Наконец, что касается самой этой мифологической теории, проводимой Вл. Соловьевым в своей статье, то в настоящее время, конечно, она должна считаться глубоко устаревшей[138 — Заметим, что об устарелости этой мифологической теории можно говорить с нашей современной точки зрения, но не с точки зрения того времени, когда эта работа впервые писалась. Вл. Соловьев вполне владел всеми тогдашними мифологическими теориями, хорошо знал и критически осмыслил Макса Мюллера, Адальберта Куна, Карла Риттера, Бенфея, Крейцера, Бунзена, П. М. Леонтьева и др., не говоря уже об освоении Вл. Соловьевым философии мифа у Шеллинга.]’.

Для нас имеет значение не просто идейное содержание мифологической теории Вл. Соловьева в этот ранний период его творчества. Нас интересует, скорее, метод конструкции этой мифологии. А метод этот сводится к тому, что первобытный (якобы) монотеизм распадается в дальнейшем на мифологию высших богов, преобладающих над материальной природой, «ураническую» и на мифологию страдательных божеств, подчиненных закону материальной природы, то есть на «солярную» мифологию.

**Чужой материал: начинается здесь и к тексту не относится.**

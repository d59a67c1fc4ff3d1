//! # Plugin Manifest
//!
//! Every plugin folder carries a `moduleInfo.json`:
//!
//! ```json
//! { "moduleName": "gallery", "developer": "ACME", "version": "1.2.0",
//!   "description": "Image galleries", "grapesComponent": "gallery-block" }
//! ```

use crate::domain::errors::LoaderError;
use serde::Deserialize;
use shared_types::{ModuleInfo, ModuleName};
use std::path::Path;

/// Manifest file name inside a plugin folder.
pub const MANIFEST_FILE: &str = "moduleInfo.json";

/// Names no plugin may take: the core service modules and the modules
/// allowed onto the bootstrap path.
pub const RESERVED_MODULE_NAMES: &[&str] = &[
    "capabilityTokens",
    "databaseManager",
    "moduleLoader",
    "auth",
    "fontsManager",
];

/// Whether `module_name` is reserved for a core module.
pub fn is_reserved_module_name(module_name: &str) -> bool {
    RESERVED_MODULE_NAMES.contains(&module_name)
}

/// Parsed `moduleInfo.json`.
#[derive(Debug, Clone, PartialEq, Eq, Deserialize)]
#[serde(rename_all = "camelCase")]
pub struct PluginManifest {
    pub module_name: String,
    pub developer: String,
    pub version: String,
    pub description: String,
    #[serde(default)]
    pub grapes_component: Option<String>,
}

impl PluginManifest {
    /// Read and validate `<plugin_dir>/moduleInfo.json`.
    pub fn read(plugin_dir: &Path) -> Result<Self, LoaderError> {
        let path = plugin_dir.join(MANIFEST_FILE);
        let bytes = std::fs::read(&path)?;
        let manifest: PluginManifest = serde_json::from_slice(&bytes).map_err(|e| LoaderError::Manifest {
            path: path.clone(),
            reason: e.to_string(),
        })?;
        if ModuleName::parse(&manifest.module_name).is_none() {
            return Err(LoaderError::Manifest {
                path,
                reason: format!("invalid moduleName {:?}", manifest.module_name),
            });
        }
        Ok(manifest)
    }

    /// The registry's view of the manifest.
    pub fn module_info(&self) -> ModuleInfo {
        ModuleInfo {
            developer: self.developer.clone(),
            version: self.version.clone(),
            description: self.description.clone(),
            grapes_component: self.grapes_component.clone(),
        }
    }
}
impl ModuleLoader {
    /// Create a loader and register its heartbeat listener on `kernel`.
    pub fn new(
        config: LoaderConfig,
        kernel: Arc<TrustKernel>,
        tokens: Arc<dyn CapabilityTokenApi>,
        bootstrap_secret: SharedSecret,
        plugins: Arc<dyn PluginLoader>,
        notifier: Arc<dyn Notifier>,
    ) -> Result<Self, LoaderError> {
        config.validate().map_err(LoaderError::Config)?;

        if !register_heartbeat_listener(kernel.as_ref()) {
            return Err(LoaderError::Config(format!(
                "kernel refused the {LOADER_MODULE} listener"
            )));
        }

        Ok(Self {
            config,
            kernel,
            tokens,
            bootstrap_secret,
            plugins,
            notifier,
            plugin_dirs: RwLock::new(BTreeMap::new()),
            synced_meltdowns: Mutex::new(HashSet::new()),
        })
    }

    pub fn config(&self) -> &LoaderConfig {
        &self.config
    }

    /// Discover, then load.
    pub async fn run(&self) -> Result<(DiscoveryReport, LoadReport), LoaderError> {
        let discovery = self.discover().await?;
        let load = self.load_all().await?;
        Ok((discovery, load))
    }

    // =========================================================================
    // DISCOVERY
    // =========================================================================

    /// Scan `plugins_dir` for folders carrying a manifest.
    ///
    /// New plugins are inserted active; changed manifests update
    /// `module_info`. Activation state of known plugins is left alone.
    pub async fn discover(&self) -> Result<DiscoveryReport, LoaderError> {
        let registry = self.registry()?;
        let mut report = DiscoveryReport::default();
        let mut dirs = BTreeMap::new();

        let entries = match std::fs::read_dir(&self.config.plugins_dir) {
            Ok(entries) => entries,
            Err(e) if e.kind() == std::io::ErrorKind::NotFound => {
                warn!(dir = %self.config.plugins_dir.display(), "Plugins directory missing");
                *self.plugin_dirs.write() = dirs;
                return Ok(report);
            }
            Err(e) => return Err(e.into()),
        };
        let mut folders: Vec<PathBuf> = entries
            .filter_map(Result::ok)
            .map(|entry| entry.path())
            .filter(|path| path.is_dir())
            .collect();
        folders.sort();

        for folder in folders {
            if !folder.join(MANIFEST_FILE).is_file() {
                continue;
            }
            let manifest = match PluginManifest::read(&folder) {
                Ok(manifest) => manifest,
                Err(e) => {
                    warn!(dir = %folder.display(), error = %e, "Unusable plugin manifest");
                    report.invalid.push((folder, e.to_string()));
                    continue;
                }
            };
            let name = manifest.module_name.clone();
            if dirs.contains_key(&name) {
                warn!(module = %name, dir = %folder.display(), "Duplicate moduleName, folder ignored");
                report.invalid.push((folder, format!("duplicate moduleName {name:?}")));
                continue;
            }
            if self.is_core_name(&name) {
                warn!(module = %name, dir = %folder.display(), "Plugin manifest names a core module, folder ignored");
                report.invalid.push((folder, format!("moduleName {name:?} is reserved for a core module")));
                continue;
            }

            let info = manifest.module_info();
            match registry.get(&name).await? {
                None => {
                    registry
                        .insert(ModuleRegistryEntry::discovered(&name, info, Utc::now()))
                        .await?;
                    info!(module = %name, "New plugin registered");
                    report.registered.push(name.clone());
                }
                Some(entry) if entry.module_info != info => {
                    let changes = RegistryChanges {
                        module_info: Some(info),
                        ..RegistryChanges::default()
                    };
                    registry.update(&name, changes).await?;
                    debug!(module = %name, "Plugin metadata updated");
                }
                Some(_) => {}
            }
            dirs.insert(name.clone(), folder);
            report.discovered.push(name);
        }

        report.discovered.sort();
        *self.plugin_dirs.write() = dirs;
        Ok(report)
    }

    // =========================================================================
    // LOADING
    // =========================================================================

    /// Write latched breakers to the registry as `meltdown: <reason>`.
    ///
    /// Each meltdown is written once per process, so a later explicit
    /// reactivation is not overwritten. Returns the modules updated.
    pub async fn sync_meltdowns(&self) -> Result<Vec<String>, LoaderError> {
        let registry = self.registry()?;
        self.sync_meltdowns_with(&registry).await
    }

    /// Two-pass load over the registry.
    pub async fn load_all(&self) -> Result<LoadReport, LoaderError> {
        let registry = self.registry()?;
        self.sync_meltdowns_with(&registry).await?;

        let mut report = LoadReport::default();
        let mut attempted = HashSet::new();

        for entry in registry.select(RegistryFilter::Active).await? {
            let name = entry.module_name.as_str();
            let outcome = if self.kernel.is_melted(name) {
                LoadOutcome::Skipped(SkipReason::Meltdown)
            } else {
                attempted.insert(name.to_string());
                self.load_one(&registry, name, LoadPass::Initial).await
            };
            report.record(name, LoadPass::Initial, outcome);
        }

        for entry in registry.select(RegistryFilter::RetryCandidates).await? {
            let name = entry.module_name.as_str();
            if attempted.contains(name) {
                debug!(module = name, "Failed in pass 1, not retried this run");
                continue;
            }
            let melted = self.kernel.is_melted(name) || entry.last_error.as_deref().is_some_and(is_meltdown_error);
            let outcome = if melted {
                LoadOutcome::Skipped(SkipReason::Meltdown)
            } else {
                self.load_one(&registry, name, LoadPass::Retry).await
            };
            report.record(name, LoadPass::Retry, outcome);
        }

        info!(
            live = report.live().len(),
            reactivated = report.reactivated().len(),
            failed = report.failed().len(),
            skipped = report.skipped().len(),
            "Module load run finished"
        );
        Ok(report)
    }

    /// Explicitly reactivate a module.
    ///
    /// A module still latched in the kernel stays excluded until restart.
    pub async fn reactivate(&self, module_name: &str) -> Result<ModuleRegistryEntry, LoaderError> {
        let entry = self.registry()?.reactivate(module_name).await?;
        if self.kernel.is_melted(module_name) {
            warn!(module = module_name, "Reactivated in the registry; breaker stays latched until restart");
        } else {
            info!(module = module_name, "Module reactivated");
        }
        Ok(entry)
    }

    async fn sync_meltdowns_with(&self, registry: &RegistryClient) -> Result<Vec<String>, LoaderError> {
        let pending: Vec<_> = {
            let synced = self.synced_meltdowns.lock();
            self.kernel
                .meltdowns()
                .into_iter()
                .filter(|(name, _)| !synced.contains(name))
                .collect()
        };

        let mut updated = Vec::new();
        for (name, record) in pending {
            // Core modules tripping have no registry row.
            if registry.get(&name).await?.is_some() {
                let message = LoaderError::Meltdown(record.reason).to_string();
                registry.update(&name, RegistryChanges::deactivate(message)).await?;
                warn!(module = %name, "Meltdown recorded in the registry");
                updated.push(name.clone());
            }
            self.synced_meltdowns.lock().insert(name);
        }
        Ok(updated)
    }

    /// Load one module. Errors stay with the module.
    async fn load_one(&self, registry: &RegistryClient, module_name: &str, pass: LoadPass) -> LoadOutcome {
        match self.try_load_one(registry, module_name, pass).await {
            Ok(outcome) => outcome,
            Err(error) => {
                warn!(module = module_name, ?pass, %error, "Load attempt aborted");
                LoadOutcome::Failed(error.to_string())
            }
        }
    }

    async fn try_load_one(
        &self,
        registry: &RegistryClient,
        module_name: &str,
        pass: LoadPass,
    ) -> Result<LoadOutcome, LoaderError> {
        if self.is_core_name(module_name) {
            warn!(module = module_name, "Registry entry names a core module, skipped");
            return Ok(LoadOutcome::Skipped(SkipReason::ReservedName));
        }
        let dir = self.plugin_dir(module_name);
        if !dir.is_dir() {
            warn!(module = module_name, dir = %dir.display(), "Plugin folder missing, skipped");
            return Ok(LoadOutcome::Skipped(SkipReason::SourceMissing));
        }

        match self.admit(module_name, &dir).await {
            Ok(()) => {
                let (changes, outcome) = match pass {
                    LoadPass::Initial => (RegistryChanges::clear_error(), LoadOutcome::Loaded),
                    LoadPass::Retry => (RegistryChanges::reactivate(), LoadOutcome::Reactivated),
                };
                registry.update(module_name, changes).await?;
                info!(module = module_name, ?pass, "Module loaded");
                Ok(outcome)
            }
            Err(error) => {
                self.record_failure(registry, module_name, &error).await?;
                Ok(LoadOutcome::Failed(error.to_string()))
            }
        }
    }

    async fn admit(&self, module_name: &str, dir: &Path) -> Result<(), LoaderError> {
        let sandbox = Arc::new(Sandbox::new(dir).map_err(|e| LoaderError::Sandbox(e.to_string()))?);

        // Phase 1: rehearsal.
        let plugin = self.instantiate(module_name, dir)?;
        let stub = Arc::new(StubKernel::new(module_name));
        let ctx = InitContext {
            kernel: stub.clone(),
            module_name: module_name.to_string(),
            is_core: false,
            jwt: None,
            sandbox: sandbox.clone(),
        };
        run_initialize(plugin, ctx, self.config.health_check_timeout)
            .await
            .map_err(HealthCheckError::from)?;
        let calls = stub.verdict()?;
        debug!(module = module_name, calls, "Health check passed");

        // Phase 2: live.
        let jwt = self
            .tokens
            .issue_module_token(self.bootstrap_secret.expose(), module_name, TrustLevel::Low)?;
        let plugin = self.instantiate(module_name, dir)?;
        let ctx = InitContext {
            kernel: Arc::new(PluginKernel::new(self.kernel.clone(), module_name)),
            module_name: module_name.to_string(),
            is_core: false,
            jwt: Some(jwt),
            sandbox,
        };
        let live = run_initialize(plugin, ctx, self.config.init_timeout).await;

        if let Some(reason) = self.kernel.meltdown_reason(module_name) {
            return Err(LoaderError::Meltdown(reason));
        }
        live.map_err(|failure| LoaderError::InitFailed(failure.to_string()))
    }

    async fn record_failure(
        &self,
        registry: &RegistryClient,
        module_name: &str,
        error: &LoaderError,
    ) -> Result<(), LoaderError> {
        let removed = self.kernel.remove_community_listeners(module_name);
        if matches!(error, LoaderError::Meltdown(_)) {
            self.synced_meltdowns.lock().insert(module_name.to_string());
        }
        warn!(module = module_name, %error, removed_listeners = removed, "Module deactivated");

        registry
            .update(module_name, RegistryChanges::deactivate(error.to_string()))
            .await?;
        self.notifier.notify(Notification::new(
            module_name,
            NotificationType::ModuleLoad,
            NotificationPriority::High,
            format!("Module '{module_name}' was deactivated: {error}"),
        ));
        Ok(())
    }

    /// Reserved, or already registered on the kernel as core.
    fn is_core_name(&self, module_name: &str) -> bool {
        is_reserved_module_name(module_name) || self.kernel.module_type(module_name) == Some(ModuleType::Core)
    }

    fn instantiate(&self, module_name: &str, dir: &Path) -> Result<Arc<dyn Plugin>, LoaderError> {
        self.plugins
            .load(module_name, dir)
            .ok_or_else(|| LoaderError::UnknownPlugin(module_name.to_string()))
    }

    fn plugin_dir(&self, module_name: &str) -> PathBuf {
        self.plugin_dirs
            .read()
            .get(module_name)
            .cloned()
            .unwrap_or_else(|| self.config.plugins_dir.join(module_name))
    }

    /// A registry client with a freshly issued high-trust token.
    fn registry(&self) -> Result<RegistryClient, LoaderError> {
        let token = self
            .tokens
            .issue_module_token(self.bootstrap_secret.expose(), LOADER_MODULE, TrustLevel::High)?;
        Ok(RegistryClient::new(
            self.kernel.clone(),
            LOADER_MODULE,
            ModuleType::Core,
            token,
        ))
    }
}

По Вл. Соловьеву, в конце концов духовное и материальное начала сливаются вместе в жизни земли и образуют так называемую «фаллическую» мифологию.

Нетрудно заметить, что, несмотря на устаревший характер всей этой теории, в ней весьма заметно выделяется одна уже чисто соловьевская черта, это — необходимость слияния духовного и материального начал в одно целое. Вл. Соловьев говорит здесь не о христианской, но о языческой теории, а всякая языческая теория базируется на живом организме, который вполне самостоятельно борется за свое существование. Борьба эта заключается в том, что организм стремится осуществить и сохранить не свою индивидуальную жизнь, но жизнь рода. Поэтому Вл. Соловьев и называет этот третий период мифологии фаллическим. Изображая христианство, Вл. Соловьев будет говорить не о фаллической мифологии, но о Богочеловечестве. Однако методологически необходимость конечного слияния духовного и материального в одно живое и органическое целое одинаково постулируется Вл. Соловьевым и в языческой, и в христианской мифологии, и, как мы знаем, в философии вообще. Отсюда видно, какую большую значимость необходимо признавать за этим мифологическим произведением еще весьма юного философа.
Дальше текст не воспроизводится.